Il paradosso del seme
Poste dopo la parabola del seminatore e dei diversi tipi di terreno, in cui si afferma che “il seminatore semina la parola” (Mc 4,14), le due parabole odierne parlano dell’efficacia di tale parola. Efficacia che, per dispiegarsi, ha bisogno delle operazioni spirituali già evocate in Mc 4,1-20 (interiorizzazione, perseveranza e lotta spirituale), ma anche di pazienza e di attesa, di fiducia, come appare nelle parabole di Mc 4,26-32. La fiducia necessaria quando si deve attendere e sperare obbligandosi al non intervento ed entrando in un rapporto con il tempo che richiede forza nei confronti di se stessi.
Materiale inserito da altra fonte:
//! HTTP header map with case-insensitive name lookup.
//!
//! HTTP header fields are order-preserving, case-insensitive and may repeat
//! ([RFC 9110 §5]). The proxy relies on all three properties: cached entries
//! must replay `Set-Cookie`, `Vary` and friends exactly as the origin sent them.

use std::fmt;

/// A case-insensitive, multi-value HTTP header map.
///
/// Names keep the spelling they were inserted with; lookups ignore ASCII case.
///
/// # Examples
///
/// ```
/// use rttp_cache::http::Headers;
///
/// let mut headers = Headers::new();
/// headers.insert("Content-Type", "text/html; charset=utf-8");
/// headers.insert("Set-Cookie", "a=1");
/// headers.insert("Set-Cookie", "b=2");
///
/// assert_eq!(headers.get("content-type"), Some("text/html; charset=utf-8"));
/// let all: Vec<_> = headers.get_all("set-cookie").collect();
/// assert_eq!(all, vec!["a=1", "b=2"]);
/// ```
#[derive(Debug, Clone, Default, PartialEq, Eq)]
pub struct Headers {
    inner: Vec<(String, String)>,
}

impl Headers {
    /// Creates an empty header map.
    pub fn new() -> Self {
        Self::default()
    }

    /// Creates a header map with pre-allocated capacity for `capacity` entries.
    pub fn with_capacity(capacity: usize) -> Self {
        Self {
            inner: Vec::with_capacity(capacity),
        }
    }

    /// Appends a header entry. Multiple values for the same name are preserved.
    pub fn insert(&mut self, name: impl Into<String>, value: impl Into<String>) {
        self.inner.push((name.into(), value.into()));
    }

    /// Replaces every value of `name` with a single `value`.
    pub fn set(&mut self, name: impl Into<String>, value: impl Into<String>) {
        let name = name.into();
        self.remove(&name);
        self.inner.push((name, value.into()));
    }

    /// Returns the first value for the given header name (case-insensitive), or `None`.
    pub fn get(&self, name: &str) -> Option<&str> {
        self.inner
            .iter()
            .find(|(k, _)| k.eq_ignore_ascii_case(name))
            .map(|(_, v)| v.as_str())
    }

    /// Returns an iterator over all values for the given header name (case-insensitive).
    pub fn get_all<'a>(&'a self, name: &'a str) -> impl Iterator<Item = &'a str> + 'a {
        self.inner
            .iter()
            .filter(move |(k, _)| k.eq_ignore_ascii_case(name))
            .map(|(_, v)| v.as_str())
    }

    /// Removes all entries with the given header name (case-insensitive).
    ///
    /// Returns `true` if any entries were removed.
    pub fn remove(&mut self, name: &str) -> bool {
        let before = self.inner.len();
        self.inner.retain(|(k, _)| !k.eq_ignore_ascii_case(name));
        self.inner.len() < before
    }

    /// Returns `true` if the map contains at least one entry with the given name.
    pub fn contains(&self, name: &str) -> bool {
        self.inner.iter().any(|(k, _)| k.eq_ignore_ascii_case(name))
    }

    /// Returns `true` if any comma-separated element of any `name` value
    /// equals `token` (case-insensitive). Used for `Transfer-Encoding` and
    /// `Connection`, which are list-valued.
    pub fn has_token(&self, name: &str, token: &str) -> bool {
        self.get_all(name)
            .flat_map(|v| v.split(','))
            .any(|t| t.trim().eq_ignore_ascii_case(token))
    }

    /// Returns the total number of header entries (not unique names).
    pub fn len(&self) -> usize {
        self.inner.len()
    }

    /// Returns `true` if there are no header entries.
    pub fn is_empty(&self) -> bool {
        self.inner.is_empty()
    }

    /// Returns an iterator over all `(name, value)` pairs in insertion order.
    pub fn iter(&self) -> impl Iterator<Item = (&str, &str)> {
        self.inner.iter().map(|(k, v)| (k.as_str(), v.as_str()))
    }
}

impl<N, V> FromIterator<(N, V)> for Headers
where
    N: Into<String>,
    V: Into<String>,
{
    fn from_iter<I: IntoIterator<Item = (N, V)>>(iter: I) -> Self {
        Self {
            inner: iter
                .into_iter()
                .map(|(n, v)| (n.into(), v.into()))
                .collect(),
        }
    }
}

impl fmt::Display for Headers {
    fn fmt(&self, f: &mut fmt::Formatter<'_>) -> fmt::Result {
        for (name, value) in &self.inner {
            write!(f, "{name}: {value}\r\n")?;
        }
        Ok(())
    }
}

#[cfg(test)]
mod tests {
    use super::*;

    #[test]
    fn case_insensitive_get() {
        let mut h = Headers::new();
        h.insert("Content-Type", "text/plain");
        assert_eq!(h.get("content-type"), Some("text/plain"));
        assert_eq!(h.get("CONTENT-TYPE"), Some("text/plain"));
    }

    #[test]
    fn repeated_names_keep_order() {
        let mut h = Headers::new();
        h.insert("Set-Cookie", "a=1");
        h.insert("X-Other", "x");
        h.insert("set-cookie", "b=2");
        let vals: Vec<_> = h.get_all("Set-Cookie").collect();
        assert_eq!(vals, vec!["a=1", "b=2"]);
        assert_eq!(h.len(), 3);
    }

    #[test]
    fn set_replaces_all_values() {
        let mut h = Headers::new();
        h.insert("X-Cache", "MISS");
        h.insert("x-cache", "MISS");
        h.set("X-Cache", "HIT");
        let vals: Vec<_> = h.get_all("x-cache").collect();
        assert_eq!(vals, vec!["HIT"]);
    }

    #[test]
    fn remove_reports_whether_anything_went() {
        let mut h = Headers::new();
        h.insert("X-Foo", "bar");
        assert!(h.remove("x-foo"));
        assert!(h.is_empty());
        assert!(!h.remove("x-foo"));
    }

    #[test]
    fn token_lists_are_split() {
        let mut h = Headers::new();
        h.insert("Transfer-Encoding", "gzip, Chunked");
        assert!(h.has_token("transfer-encoding", "chunked"));
        assert!(!h.has_token("transfer-encoding", "identity"));
    }

    #[test]
    fn collects_from_pairs() {
        let h: Headers = [("A", "1"), ("B", "2")].into_iter().collect();
        assert_eq!(h.to_string(), "A: 1\r\nB: 2\r\n");
    }
}
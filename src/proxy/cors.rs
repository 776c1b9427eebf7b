//! Allow-all cross-origin resource sharing.
//!
//! When enabled, pages on any origin may call through the proxy with any
//! method and any request headers. Only requests carrying an `Origin` header
//! take part. Preflights are answered here and never reach the origin or the
//! cache; every other cross-origin response gets
//! `Access-Control-Allow-Origin: *` on its way out, which is never stored.

use crate::http::{Method, Request, Response, StatusCode};

pub const ALLOW_ORIGIN: &str = "Access-Control-Allow-Origin";
pub const ALLOW_METHODS: &str = "Access-Control-Allow-Methods";
pub const ALLOW_HEADERS: &str = "Access-Control-Allow-Headers";

const REQUEST_METHOD: &str = "Access-Control-Request-Method";
const REQUEST_HEADERS: &str = "Access-Control-Request-Headers";

pub fn is_cross_origin(request: &Request) -> bool {
    request.headers().get("origin").is_some()
}

/// `OPTIONS` with `Origin` and `Access-Control-Request-Method`.
pub fn is_preflight(request: &Request) -> bool {
    *request.method() == Method::Options
        && is_cross_origin(request)
        && request.headers().get(REQUEST_METHOD).is_some()
}

/// The local answer to a preflight: `204`, any origin, and the method and
/// headers the browser asked about.
pub fn preflight(request: &Request) -> Response {
    let mut response = Response::new(StatusCode::NO_CONTENT).header(ALLOW_ORIGIN, "*");
    if let Some(method) = request.headers().get(REQUEST_METHOD) {
        response = response.header(ALLOW_METHODS, method);
    }
    if let Some(headers) = request.headers().get(REQUEST_HEADERS) {
        response = response.header(ALLOW_HEADERS, headers);
    }
    response
}

/// Marks a response to a cross-origin request as readable by any origin.
pub fn allow_any_origin(response: &mut Response) {
    response.set_header(ALLOW_ORIGIN, "*");
}
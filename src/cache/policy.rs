//! Cache admission policy.

use crate::http::StatusCode;

/// Decides whether an origin response may be stored.
///
/// The pipeline consults the policy after every successful forward and only
/// writes to the store when it says yes; a rejected response never touches
/// an existing entry for the same key.
pub trait CachePolicy: Send + Sync {
    /// Returns `true` if a response with `status` should be stored.
    fn should_cache(&self, status: StatusCode) -> bool;
}

/// Stores 2xx responses only.
///
/// Redirects, client errors and server errors are relayed but never cached.
///
/// # Examples
///
/// ```
/// use rttp_cache::cache::{CachePolicy, SuccessOnly};
/// use rttp_cache::http::StatusCode;
///
/// assert!(SuccessOnly.should_cache(StatusCode::OK));
/// assert!(!SuccessOnly.should_cache(StatusCode::NOT_FOUND));
/// ```
#[derive(Debug, Clone, Copy, Default)]
pub struct SuccessOnly;

impl CachePolicy for SuccessOnly {
    fn should_cache(&self, status: StatusCode) -> bool {
        status.is_success()
    }
}
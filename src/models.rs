use chrono::{DateTime, NaiveDate, Utc};
use serde::{Deserialize, Serialize};
use uuid::Uuid;

use crate::error::EngineError;

/// Implements `as_str` and `FromStr` for enums persisted as lowercase text.
macro_rules! text_enum {
    ($name:ident { $($variant:ident => $text:literal),+ $(,)? }) => {
        impl $name {
            pub fn as_str(&self) -> &'static str {
                match self {
                    $($name::$variant => $text),+
                }
            }
        }

        impl std::str::FromStr for $name {
            type Err = EngineError;

            fn from_str(value: &str) -> Result<Self, Self::Err> {
                match value {
                    $($text => Ok($name::$variant),)+
                    other => Err(EngineError::DataAccess(format!(
                        "unknown {} value '{}'",
                        stringify!($name),
                        other
                    ))),
                }
            }
        }

        impl std::fmt::Display for $name {
            fn fmt(&self, f: &mut std::fmt::Formatter<'_>) -> std::fmt::Result {
                f.write_str(self.as_str())
            }
        }
    };
}

#[derive(Debug, Clone, PartialEq, Serialize, Deserialize)]
pub struct Entity {
    pub entity_id: String,
    pub name: String,
    pub class_name: String,
}

#[derive(Debug, Clone, PartialEq, Serialize, Deserialize)]
pub struct PerformanceRecord {
    pub entity_id: String,
    pub subject: String,
    pub score: f64,
    pub assessment_date: NaiveDate,
    pub assessment_title: String,
    pub rank: Option<i32>,
}

#[derive(Debug, Clone, Copy, PartialEq, Eq, Serialize, Deserialize)]
#[serde(rename_all = "lowercase")]
pub enum HomeworkStatus {
    Submitted,
    Late,
    Missing,
}

text_enum!(HomeworkStatus {
    Submitted => "submitted",
    Late => "late",
    Missing => "missing",
});

#[derive(Debug, Clone, PartialEq, Serialize, Deserialize)]
pub struct HomeworkSubmission {
    pub entity_id: String,
    pub homework_title: String,
    pub due_date: NaiveDate,
    pub status: HomeworkStatus,
}

#[derive(Debug, Clone, Copy, PartialEq, Eq, Serialize, Deserialize)]
#[serde(rename_all = "lowercase")]
pub enum RuleCategory {
    Grade,
    Attendance,
    Behavior,
    Progress,
    Homework,
    Composite,
}

text_enum!(RuleCategory {
    Grade => "grade",
    Attendance => "attendance",
    Behavior => "behavior",
    Progress => "progress",
    Homework => "homework",
    Composite => "composite",
});

/// Ordered so that `High` compares greatest.
#[derive(Debug, Clone, Copy, PartialEq, Eq, PartialOrd, Ord, Hash, Serialize, Deserialize)]
#[serde(rename_all = "lowercase")]
pub enum Severity {
    Low,
    Medium,
    High,
}

text_enum!(Severity {
    Low => "low",
    Medium => "medium",
    High => "high",
});

#[derive(Debug, Clone, Copy, PartialEq, Eq, Serialize, Deserialize)]
#[serde(rename_all = "lowercase")]
pub enum RuleScope {
    Global,
    Exam,
    Class,
    Student,
}

text_enum!(RuleScope {
    Global => "global",
    Exam => "exam",
    Class => "class",
    Student => "student",
});

/// A rule as stored. `conditions` stays raw JSON until dispatch so that a
/// single malformed rule cannot break catalog loading.
#[derive(Debug, Clone, PartialEq, Serialize, Deserialize)]
pub struct RuleDefinition {
    pub id: Uuid,
    pub name: String,
    pub category: RuleCategory,
    pub conditions: serde_json::Value,
    pub severity: Severity,
    pub scope: RuleScope,
    pub priority: i32,
    pub is_active: bool,
}

#[derive(Debug, Clone, Copy, PartialEq, Eq, Serialize, Deserialize)]
#[serde(rename_all = "lowercase")]
pub enum RunStatus {
    Running,
    Completed,
    Failed,
}

text_enum!(RunStatus {
    Running => "running",
    Completed => "completed",
    Failed => "failed",
});

impl RunStatus {
    pub fn is_terminal(&self) -> bool {
        !matches!(self, RunStatus::Running)
    }
}

#[derive(Debug, Clone, PartialEq, Serialize, Deserialize)]
pub struct ExecutionRecord {
    pub id: Uuid,
    pub trigger: Option<String>,
    pub status: RunStatus,
    pub started_at: DateTime<Utc>,
    pub completed_at: Option<DateTime<Utc>>,
    pub totals: ExecutionTotals,
    pub error_message: Option<String>,
}

#[derive(Debug, Clone, Default, PartialEq, Serialize, Deserialize)]
pub struct ExecutionTotals {
    pub total_rules: usize,
    pub matched_entities: usize,
    pub generated_warnings: usize,
    pub duration_ms: u64,
}

#[derive(Debug, Clone, PartialEq, Serialize, Deserialize)]
pub struct RuleExecutionRecord {
    pub id: Uuid,
    pub execution_id: Uuid,
    pub rule_id: Uuid,
    pub rule_snapshot: serde_json::Value,
    pub status: RunStatus,
    pub affected_entities: usize,
    pub generated_warnings: usize,
    pub duration_ms: u64,
    pub error_message: Option<String>,
    pub started_at: DateTime<Utc>,
    pub completed_at: Option<DateTime<Utc>>,
}

/// Terminal state written back onto a rule execution row.
#[derive(Debug, Clone, PartialEq)]
pub struct RuleExecutionOutcome {
    pub status: RunStatus,
    pub affected_entities: usize,
    pub generated_warnings: usize,
    pub duration_ms: u64,
    pub error_message: Option<String>,
}

#[derive(Debug, Clone, Copy, PartialEq, Eq, Serialize, Deserialize)]
#[serde(rename_all = "lowercase")]
pub enum WarningStatus {
    Active,
    Resolved,
}

text_enum!(WarningStatus {
    Active => "active",
    Resolved => "resolved",
});

#[derive(Debug, Clone, Copy, PartialEq, Eq, Serialize, Deserialize)]
#[serde(rename_all = "lowercase")]
pub enum AnomalyDirection {
    Drop,
    Spike,
}

/// Trigger details persisted with a warning, one variant per rule type.
#[derive(Debug, Clone, PartialEq, Serialize, Deserialize)]
#[serde(tag = "type", rename_all = "snake_case")]
pub enum WarningDetails {
    ConsecutiveFails {
        fail_count: usize,
        subjects: Vec<String>,
        threshold: f64,
        window: String,
    },
    GradeDecline {
        decline_amount: f64,
        periods: usize,
        from_assessment: String,
        to_assessment: String,
    },
    ExamFail {
        score: f64,
        subject: String,
        exam_title: String,
    },
    HomeworkDefault {
        default_count: usize,
        missing_count: usize,
        late_count: usize,
    },
    MlRiskPrediction {
        risk_score: f64,
        trigger_score: f64,
        average_risk: f64,
        volatility_risk: f64,
        trend_risk: f64,
        data_points: usize,
        factors: Vec<String>,
    },
    MlAnomalyDetection {
        z_score: f64,
        severity: f64,
        confidence: f64,
        direction: AnomalyDirection,
        latest_score: f64,
        mean: f64,
        stdev: f64,
        factors: Vec<String>,
    },
    MlTrendAnalysis {
        slope: f64,
        intercept: f64,
        r_squared: f64,
        predicted_next: f64,
        data_points: usize,
        factors: Vec<String>,
    },
}

#[derive(Debug, Clone, PartialEq, Serialize, Deserialize)]
pub struct WarningRecord {
    pub id: Uuid,
    pub entity_id: String,
    pub rule_id: Uuid,
    pub details: WarningDetails,
    pub status: WarningStatus,
    pub created_at: DateTime<Utc>,
    pub resolved_at: Option<DateTime<Utc>>,
}

impl WarningRecord {
    pub fn new_active(entity_id: &str, rule_id: Uuid, details: WarningDetails) -> Self {
        Self {
            id: Uuid::new_v4(),
            entity_id: entity_id.to_string(),
            rule_id,
            details,
            status: WarningStatus::Active,
            created_at: Utc::now(),
            resolved_at: None,
        }
    }
}

/// Result of a store-level warning insert.
#[derive(Debug, Clone, Copy, PartialEq, Eq)]
pub enum InsertOutcome {
    Inserted,
    /// An active warning for the same `(entity_id, rule_id)` already existed.
    Duplicate,
}

/// Ordered by ranking tier: manual first, then hybrid, then algorithm.
#[derive(Debug, Clone, Copy, PartialEq, Eq, PartialOrd, Ord, Serialize, Deserialize)]
#[serde(rename_all = "lowercase")]
pub enum Provenance {
    Manual,
    Hybrid,
    Algorithm,
}

text_enum!(Provenance {
    Manual => "manual",
    Hybrid => "hybrid",
    Algorithm => "algorithm",
});

#[derive(Debug, Clone, Copy, PartialEq, Eq, Serialize, Deserialize)]
#[serde(rename_all = "lowercase")]
pub enum PriorityStatus {
    Active,
    Paused,
    Completed,
    Cancelled,
}

text_enum!(PriorityStatus {
    Active => "active",
    Paused => "paused",
    Completed => "completed",
    Cancelled => "cancelled",
});

/// Durable, human-curated priority record.
#[derive(Debug, Clone, PartialEq, Serialize, Deserialize)]
pub struct ManualPriority {
    pub id: Uuid,
    pub entity_id: String,
    pub severity: Severity,
    pub status: PriorityStatus,
    pub custom_tags: Vec<String>,
    pub reason: Option<String>,
    pub intervention_goals: Vec<String>,
    pub notes: Option<String>,
    /// Score captured when the entry was created from a recommendation.
    pub algorithm_score: Option<f64>,
    pub created_at: DateTime<Utc>,
}

impl ManualPriority {
    pub fn new(entity_id: &str, severity: Severity, reason: Option<String>) -> Self {
        Self {
            id: Uuid::new_v4(),
            entity_id: entity_id.to_string(),
            severity,
            status: PriorityStatus::Active,
            custom_tags: Vec::new(),
            reason,
            intervention_goals: Vec::new(),
            notes: None,
            algorithm_score: None,
            created_at: Utc::now(),
        }
    }
}

/// One line of the consolidated priority list.
#[derive(Debug, Clone, PartialEq, Serialize, Deserialize)]
pub struct PriorityEntry {
    /// Identity of the manual record; `None` for pure algorithm entries.
    pub id: Option<Uuid>,
    pub entity_id: String,
    pub entity_name: Option<String>,
    pub class_name: Option<String>,
    pub provenance: Provenance,
    pub severity: Severity,
    pub custom_tags: Vec<String>,
    pub risk_score: f64,
    pub reason: String,
    pub intervention_goals: Vec<String>,
    pub notes: Option<String>,
    pub status: PriorityStatus,
}

/// Per-rule line of an execution report.
#[derive(Debug, Clone, PartialEq, Serialize, Deserialize)]
#[serde(rename_all = "camelCase")]
pub struct RuleResult {
    pub rule_id: Uuid,
    pub matched_entities: Vec<String>,
    pub generated_warnings: usize,
    pub duration_ms: u64,
    #[serde(skip_serializing_if = "Option::is_none")]
    pub error: Option<String>,
}

#[derive(Debug, Clone, Default, PartialEq, Serialize, Deserialize)]
#[serde(rename_all = "camelCase")]
pub struct RunSummary {
    pub total_rules: usize,
    pub matched_entities: usize,
    pub generated_warnings: usize,
    pub total_execution_time_ms: u64,
}

#[derive(Debug, Clone, PartialEq, Serialize, Deserialize)]
#[serde(rename_all = "camelCase")]
pub struct ExecutionReport {
    pub execution_id: Uuid,
    pub results: Vec<RuleResult>,
    pub summary: RunSummary,
}
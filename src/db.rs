use anyhow::Context;
use async_trait::async_trait;
use chrono::{NaiveDate, Utc};
use sqlx::postgres::{PgPoolOptions, PgRow};
use sqlx::{PgPool, Row};
use uuid::Uuid;

use crate::error::{EngineError, Result};
use crate::models::{
    Entity, ExecutionRecord, ExecutionTotals, HomeworkSubmission, InsertOutcome, ManualPriority,
    PerformanceRecord, PriorityStatus, RuleDefinition, RuleExecutionOutcome, RuleExecutionRecord,
    RunStatus, WarningRecord,
};
use crate::seed::sample_dataset;
use crate::store::{DataAccess, RecordFilter};

pub async fn connect(database_url: &str) -> anyhow::Result<PgPool> {
    PgPoolOptions::new()
        .max_connections(5)
        .connect(database_url)
        .await
        .context("failed to connect to Postgres")
}

pub async fn init_db(pool: &PgPool) -> anyhow::Result<()> {
    sqlx::migrate!("./migrations").run(pool).await?;
    Ok(())
}

pub async fn seed(pool: &PgPool) -> anyhow::Result<()> {
    let dataset = sample_dataset()?;
    let store = PgStore::new(pool.clone());

    for entity in dataset.entities.iter() {
        upsert_entity(pool, &entity.entity_id, &entity.name, &entity.class_name).await?;
    }

    for record in dataset.records.iter() {
        insert_record(pool, record).await?;
    }

    for submission in dataset.homework.iter() {
        sqlx::query(
            r#"
            INSERT INTO cohort_warning.homework_submissions
            (id, entity_id, homework_title, due_date, status)
            VALUES ($1, $2, $3, $4, $5)
            ON CONFLICT (entity_id, homework_title) DO NOTHING
            "#,
        )
        .bind(Uuid::new_v4())
        .bind(&submission.entity_id)
        .bind(&submission.homework_title)
        .bind(submission.due_date)
        .bind(submission.status.as_str())
        .execute(pool)
        .await?;
    }

    for rule in dataset.rules.iter() {
        store.insert_rule(rule).await?;
    }

    for entry in dataset.priorities.iter() {
        store.insert_priority_entry(entry).await?;
    }

    Ok(())
}

/// Imports performance records; returns how many were new.
pub async fn import_csv(pool: &PgPool, csv_path: &std::path::Path) -> anyhow::Result<usize> {
    #[derive(serde::Deserialize)]
    struct CsvRow {
        entity_id: String,
        name: String,
        class_name: String,
        subject: String,
        score: f64,
        assessment_date: NaiveDate,
        assessment_title: String,
        rank: Option<i32>,
    }

    let mut reader = csv::Reader::from_path(csv_path)?;
    let mut inserted = 0usize;

    for result in reader.deserialize::<CsvRow>() {
        let row = result?;
        upsert_entity(pool, &row.entity_id, &row.name, &row.class_name).await?;

        let record = PerformanceRecord {
            entity_id: row.entity_id,
            subject: row.subject,
            score: row.score,
            assessment_date: row.assessment_date,
            assessment_title: row.assessment_title,
            rank: row.rank,
        };
        if insert_record(pool, &record).await? {
            inserted += 1;
        }
    }

    Ok(inserted)
}

async fn upsert_entity(pool: &PgPool, entity_id: &str, name: &str, class_name: &str) -> anyhow::Result<()> {
    sqlx::query(
        r#"
        INSERT INTO cohort_warning.entities (entity_id, name, class_name)
        VALUES ($1, $2, $3)
        ON CONFLICT (entity_id) DO UPDATE
        SET name = EXCLUDED.name, class_name = EXCLUDED.class_name
        "#,
    )
    .bind(entity_id)
    .bind(name)
    .bind(class_name)
    .execute(pool)
    .await?;
    Ok(())
}

async fn insert_record(pool: &PgPool, record: &PerformanceRecord) -> anyhow::Result<bool> {
    let result = sqlx::query(
        r#"
        INSERT INTO cohort_warning.performance_records
        (id, entity_id, subject, score, assessment_date, assessment_title, rank)
        VALUES ($1, $2, $3, $4, $5, $6, $7)
        ON CONFLICT (entity_id, subject, assessment_title, assessment_date) DO NOTHING
        "#,
    )
    .bind(Uuid::new_v4())
    .bind(&record.entity_id)
    .bind(&record.subject)
    .bind(record.score)
    .bind(record.assessment_date)
    .bind(&record.assessment_title)
    .bind(record.rank)
    .execute(pool)
    .await?;

    Ok(result.rows_affected() > 0)
}

/// Postgres-backed [`DataAccess`].
#[derive(Clone)]
pub struct PgStore {
    pool: PgPool,
}

impl PgStore {
    pub fn new(pool: PgPool) -> Self {
        Self { pool }
    }
}

fn rule_from_row(row: &PgRow) -> Result<RuleDefinition> {
    Ok(RuleDefinition {
        id: row.try_get("id")?,
        name: row.try_get("name")?,
        category: row.try_get::<String, _>("category")?.parse()?,
        conditions: row.try_get("conditions")?,
        severity: row.try_get::<String, _>("severity")?.parse()?,
        scope: row.try_get::<String, _>("scope")?.parse()?,
        priority: row.try_get("priority")?,
        is_active: row.try_get("is_active")?,
    })
}

fn execution_from_row(row: &PgRow) -> Result<ExecutionRecord> {
    Ok(ExecutionRecord {
        id: row.try_get("id")?,
        trigger: row.try_get("trigger_source")?,
        status: row.try_get::<String, _>("status")?.parse()?,
        started_at: row.try_get("started_at")?,
        completed_at: row.try_get("completed_at")?,
        totals: ExecutionTotals {
            total_rules: row.try_get::<i64, _>("total_rules")? as usize,
            matched_entities: row.try_get::<i64, _>("matched_entities")? as usize,
            generated_warnings: row.try_get::<i64, _>("generated_warnings")? as usize,
            duration_ms: row.try_get::<i64, _>("duration_ms")? as u64,
        },
        error_message: row.try_get("error_message")?,
    })
}

fn rule_execution_from_row(row: &PgRow) -> Result<RuleExecutionRecord> {
    Ok(RuleExecutionRecord {
        id: row.try_get("id")?,
        execution_id: row.try_get("execution_id")?,
        rule_id: row.try_get("rule_id")?,
        rule_snapshot: row.try_get("rule_snapshot")?,
        status: row.try_get::<String, _>("status")?.parse()?,
        affected_entities: row.try_get::<i64, _>("affected_entities")? as usize,
        generated_warnings: row.try_get::<i64, _>("generated_warnings")? as usize,
        duration_ms: row.try_get::<i64, _>("duration_ms")? as u64,
        error_message: row.try_get("error_message")?,
        started_at: row.try_get("started_at")?,
        completed_at: row.try_get("completed_at")?,
    })
}

fn warning_from_row(row: &PgRow) -> Result<WarningRecord> {
    Ok(WarningRecord {
        id: row.try_get("id")?,
        entity_id: row.try_get("entity_id")?,
        rule_id: row.try_get("rule_id")?,
        details: serde_json::from_value(row.try_get("details")?)?,
        status: row.try_get::<String, _>("status")?.parse()?,
        created_at: row.try_get("created_at")?,
        resolved_at: row.try_get("resolved_at")?,
    })
}

fn priority_from_row(row: &PgRow) -> Result<ManualPriority> {
    Ok(ManualPriority {
        id: row.try_get("id")?,
        entity_id: row.try_get("entity_id")?,
        severity: row.try_get::<String, _>("severity")?.parse()?,
        status: row.try_get::<String, _>("status")?.parse()?,
        custom_tags: row.try_get("custom_tags")?,
        reason: row.try_get("reason")?,
        intervention_goals: row.try_get("intervention_goals")?,
        notes: row.try_get("notes")?,
        algorithm_score: row.try_get("algorithm_score")?,
        created_at: row.try_get("created_at")?,
    })
}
Si tratta della forza del contadino che decide di non affrettare i tempi della crescita del seme, ma di assecondarne la crescita, accettando di non essere protagonista, ma anche della fiducia necessaria quando si deve credere che un seme minuscolo come il grano di senape possa divenire un albero maestoso. Entrando dunque in un rapporto con la realtà che richiede la forza di non cedere all’evidenza, di non arrendersi al visibile, ma di credere al paradosso, cioè che gli ultimi saranno i primi, che gli afflitti saranno beati, insomma di credere alla forza del vangelo. Il paradosso che sempre le parabole ci pongono di fronte è il paradosso stesso della fede cristiana, della morte salvifica del crocifisso. Esattamente come il Regno di Dio che è simile a un seme gettato e che deve essere sepolto nella terra, deve morire per germinare. Del resto, il seme, simbolo della parola di Dio e del Regno di Dio, è anche segno di Cristo stesso e della sua morte e resurrezione. “Se il chicco di grano caduto in terra non muore, rimane solo; se invece muore produce molto frutto” (Gv 12,24). Caduta nel cuore di un uomo, la parola di Dio deve rimanervi, essere interiorizzata, ascoltata sempre di nuovo con perseveranza, deve essere fatta regnare sulle tante altre parole che distraggono dall’essenziale, fino a divenire principio di discernimento e di azione, dunque di carità, di misericordia, di perdono, di giustizia, di verità. E l’uomo che avrà coltivato così nel proprio cuore la parola di Dio sarà da essa rigenerato, trasformato, e ne mostrerà l’efficacia nel suo stesso vivere, senza esibizionismi, “come, egli stesso non lo sa” (cf. Mc 4,27).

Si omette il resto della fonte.